Each Australian State is responsible for its young detainees and whole-of-government initiatives are required to identify young people at-risk of FASD and provide early interventions across multiple portfolios. Currently, nearly all Australian FASD initiatives are being led by the Commonwealth Department of Health. Investment and support needs to be much broader than this. The results of this WA study are relevant to every Australian state and territory government and community. Each state-based portfolio with a role in child protection, family support, health, police services, custodial facilities, disability and education has responsibility for FASD. Governments and community support services need to be FASD-informed and to invest in workforce development.
Additionally, policy and practice responses targeted at prevention initiatives are needed to reduce the number of alcohol exposed pregnancies in Australia. Many pregnancies in Australia are exposed to alcohol, often during the time after conception and prior to pregnancy identification.

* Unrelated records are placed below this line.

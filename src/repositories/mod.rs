pub mod categoria_repository;
pub mod tarjeta_repository;
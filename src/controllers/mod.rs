pub mod categoria_controller;
pub mod tarjeta_controller;
//! Formas de respuesta de las operaciones de escritura
//!
//! Las lecturas devuelven el arreglo de filas sin envoltorio; las escrituras
//! devuelven `{ "mensaje": ..., <etiqueta>: <resultado> }` y los fallos
//! `{ "mensaje": ... }`.

use serde::Serialize;
use sqlx::sqlite::SqliteQueryResult;

/// Resultado crudo de ejecutar una sentencia de escritura
#[derive(Debug, Clone, Copy, PartialEq, Eq, Serialize)]
#[serde(rename_all = "camelCase")]
pub struct ExecutionResult {
    pub rows_affected: u64,
    pub last_insert_rowid: Option<i64>,
}

impl ExecutionResult {
    /// Resultado de un INSERT, con la clave de la fila creada
    pub fn inserted(result: &SqliteQueryResult) -> Self {
        Self {
            rows_affected: result.rows_affected(),
            last_insert_rowid: Some(result.last_insert_rowid()),
        }
    }

    /// Resultado de un UPDATE o DELETE
    pub fn modified(result: &SqliteQueryResult) -> Self {
        Self {
            rows_affected: result.rows_affected(),
            last_insert_rowid: None,
        }
    }

    pub fn is_noop(&self) -> bool {
        self.rows_affected == 0
    }
}

/// Etiqueta bajo la que viaja el resultado en el envoltorio
#[derive(Debug, Clone, Serialize)]
pub enum EnvelopePayload {
    #[serde(rename = "usuario")]
    Created(ExecutionResult),
    #[serde(rename = "tarjeta")]
    Updated(ExecutionResult),
    #[serde(rename = "resultado")]
    Deleted(ExecutionResult),
}

// Response de éxito para escrituras
#[derive(Debug, Clone, Serialize)]
pub struct ApiResponse {
    pub mensaje: String,
    #[serde(flatten)]
    pub payload: EnvelopePayload,
}

impl ApiResponse {
    pub fn created(message: &str, result: ExecutionResult) -> Self {
        Self {
            mensaje: message.to_string(),
            payload: EnvelopePayload::Created(result),
        }
    }

    pub fn updated(message: &str, result: ExecutionResult) -> Self {
        Self {
            mensaje: message.to_string(),
            payload: EnvelopePayload::Updated(result),
        }
    }

    pub fn deleted(message: &str, result: ExecutionResult) -> Self {
        Self {
            mensaje: message.to_string(),
            payload: EnvelopePayload::Deleted(result),
        }
    }
}

// Response de error
#[derive(Debug, Clone, Serialize)]
pub struct ErrorResponse {
    pub mensaje: String,
}

impl ErrorResponse {
    pub fn new(message: String) -> Self {
        Self { mensaje: message }
    }
}

#[cfg(test)]
mod tests {
    use super::*;
    use serde_json::json;

    #[test]
    fn test_envelope_labels() {
        let result = ExecutionResult {
            rows_affected: 1,
            last_insert_rowid: Some(9),
        };

        assert_eq!(
            serde_json::to_value(ApiResponse::created("Tarjeta creada", result)).unwrap(),
            json!({
                "mensaje": "Tarjeta creada",
                "usuario": { "rowsAffected": 1, "lastInsertRowid": 9 }
            })
        );

        let modified = ExecutionResult {
            rows_affected: 1,
            last_insert_rowid: None,
        };
        let updated = serde_json::to_value(ApiResponse::updated("Tarjeta actualizada", modified)).unwrap();
        assert_eq!(updated["tarjeta"]["rowsAffected"], 1);
        assert!(updated["tarjeta"]["lastInsertRowid"].is_null());

        let deleted = serde_json::to_value(ApiResponse::deleted("Tarjeta eliminada", modified)).unwrap();
        assert_eq!(deleted["mensaje"], "Tarjeta eliminada");
        assert!(deleted.get("resultado").is_some());
    }

    #[test]
    fn test_error_response_has_only_message() {
        let value = serde_json::to_value(ErrorResponse::new("Tarjeta no encontrada".into())).unwrap();
        assert_eq!(value, json!({ "mensaje": "Tarjeta no encontrada" }));
    }
}
//! Shared application state
//!
//! Estado compartido que se pasa a través del router de Axum. El pool es
//! el único recurso compartido entre peticiones.

use sqlx::SqlitePool;
use crate::config::environment::EnvironmentConfig;

#[derive(Clone)]
pub struct AppState {
    pub pool: SqlitePool,
    pub config: EnvironmentConfig,
}

impl AppState {
    pub fn new(pool: SqlitePool, config: EnvironmentConfig) -> Self {
        Self { pool, config }
    }
}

The path from juvenile detention to adult prison is well mapped. Therefore, what does this study tell us about the 40,000 adults in Australian prisons (as at first quarter 2017)? When it comes to FASD these alarming figures should be used to highlight the urgent need in Australia for governments, support services and community to take responsibility and learn from past mistakes instead of expecting people with a neurodevelopmental disability to learn from their mistakes.